Gershkovitch opened the lecture with a picture of herself in the ‘80s’ as a child playing Frogger in Nanaimo’s long defunct Electric Playground arcade.
“I was the Vancouver Island Asteroids champion at 11,” Gershkovitch said.
She then shared a slide showing the prevalence of women in today’s games industry. The data claimed that less than 15 per cent of coders and designers are women, despite the fact that between 40-60 per cent of videogame consumers are female.
“It’s broken, just broken,” Gershkovitch said about the industry.
Gershkovitch blames specific social reasons for the disparity. When she entered the industry as CEO of Deep Fried Games in 2005, she was the only female in the 55-person team. She said it got to the point where she, as a mother of three, was surrounded by six or seven different guys sporting “MILF” t-shirts in the studio.
“There’s a correlation between who builds the game and who plays it,” Gershkovitch says.
Highlighting a shift in the mid-2000s, when videogames started being predominately about men shooting and killing other men, Gershkovitch said the games industry is “backwards.” Where other industries provide a supply to demand, the games industry “builds what it wants to build, and then maybe the market likes it.”
“It’s not that girls don’t like games; girls don’t like shitty games.”
When it came to developing School 26, her first game under Silicon Sisters, Gershkovitch said that she looked at empathy as a game mechanic. Built for an audience of younger girls who fantasize about what it may be like to socialize in high-school, School 26 focuses on social dynamics and employing empathy to help make other characters happy. The game was a sleeper hit in Saudi Arabia, with over 1.5 million downloads. Gershkovitch attributes the success to the fantasies of middle eastern girls who wonder what North American school dynamics may be like.
When she was approached with the opportunity to build a game about Kim Kardashian in 2013, Gershkovitch said she had to turn it down because she couldn’t see the fantasy the way she could in School 26. To Gershkovitch, Kardashian’s fame arising after a sex tape didn’t fit in a game targeted at a young female audience. Despite this, she says she loves what was ultimately done with Kim Kardashian: Hollywood.

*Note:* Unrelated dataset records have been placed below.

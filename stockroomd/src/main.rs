//! Stockroom Daemon
//!
//! HTTP service for warehouse order fulfillment.
//!
//! # Usage
//!
//! ```bash
//! # Start on the in-memory store
//! cargo run -p stockroomd
//!
//! # Start against PostgreSQL
//! DATABASE_URL=postgres://localhost/stockroom cargo run -p stockroomd --features postgres
//!
//! # Manage the schema
//! cargo run -p stockroomd --features postgres -- db migrate
//! ```
//!
//! # Environment Variables
//!
//! - `STOCKROOM_ENV`: Environment (test, development, production)
//! - `STOCKROOM_API_HOST`: API host (default: 0.0.0.0)
//! - `STOCKROOM_API_PORT`: API port (default: 8080)
//! - `DATABASE_URL`: PostgreSQL connection string (required in production)
//! - `STOCKROOM_DB_MAX_CONNECTIONS`: Pool size (default: 10)
//! - `STOCKROOM_DB_ACQUIRE_TIMEOUT_SECS`: Pool acquire timeout (default: 5)
//! - `RUST_LOG`: Log filter (`stockroomd=info` is always added)

use stockroomd::{Config, Daemon};
use tracing::info;
use tracing_subscriber::{fmt, prelude::*, EnvFilter};

#[tokio::main]
async fn main() -> anyhow::Result<()> {
    // Initialize tracing
    tracing_subscriber::registry()
        .with(fmt::layer())
        .with(EnvFilter::from_default_env().add_directive("stockroomd=info".parse()?))
        .init();

    let args: Vec<String> = std::env::args().collect();
    if args.get(1).map(String::as_str) == Some("db") {
        return run_db(args).await;
    }

    // Load configuration
    let config = Config::from_env()?;

    info!(
        version = env!("CARGO_PKG_VERSION"),
        environment = %config.environment,
        api_host = %config.api.host,
        api_port = config.api.port,
        database = config.database.url.is_some(),
        "Stockroom Daemon"
    );

    let daemon = Daemon::from_config(config).await?;
    daemon.run().await?;

    Ok(())
}

#[cfg(feature = "postgres")]
async fn run_db(args: Vec<String>) -> anyhow::Result<()> {
    let _ = dotenvy::dotenv();
    stockroomd::db::run_db_command(args).await
}

#[cfg(not(feature = "postgres"))]
async fn run_db(_args: Vec<String>) -> anyhow::Result<()> {
    anyhow::bail!("db commands need stockroomd built with the postgres feature")
}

“[In the game, Kardashian] is the nicest person in Hollywood, the fairy godmother of Hollywood—a role model. I don’t think she is the nicest person in real life, but in this game she is.”
In the future, Gershkovitch says that game design will work towards filling the gap in the female market. She calls back Showtime’s television hit The L Word, a show that was watched by the entire lesbian world simply because there was nothing else for their market.
“Women love horror. When a female development team gets their hands on a horror game, I expect that would be very successful.”
For now, Silicon Sisters is working on Everlove, a series of games for mature women—essentially, interactive harlequin novels with a feminist angle. Gershkovitch says that Everlove is targeted to non-gamer women, and that the games employ a sense of beauty to attract that audience.
Kim Kardashian: Hollywood made over $40 million in its first four months, and, even though parts of the game reinforce female stereotypes, Gershkovitch says that she’s glad that it “shifted the paradigm.”
“[The game] built trust that female branded apps and games are worth investing in,” Gershkovitch says. “Change happens if there’s money in it. And there’s money in making games for women.”
“It’s a sad reality, but at least change is coming.”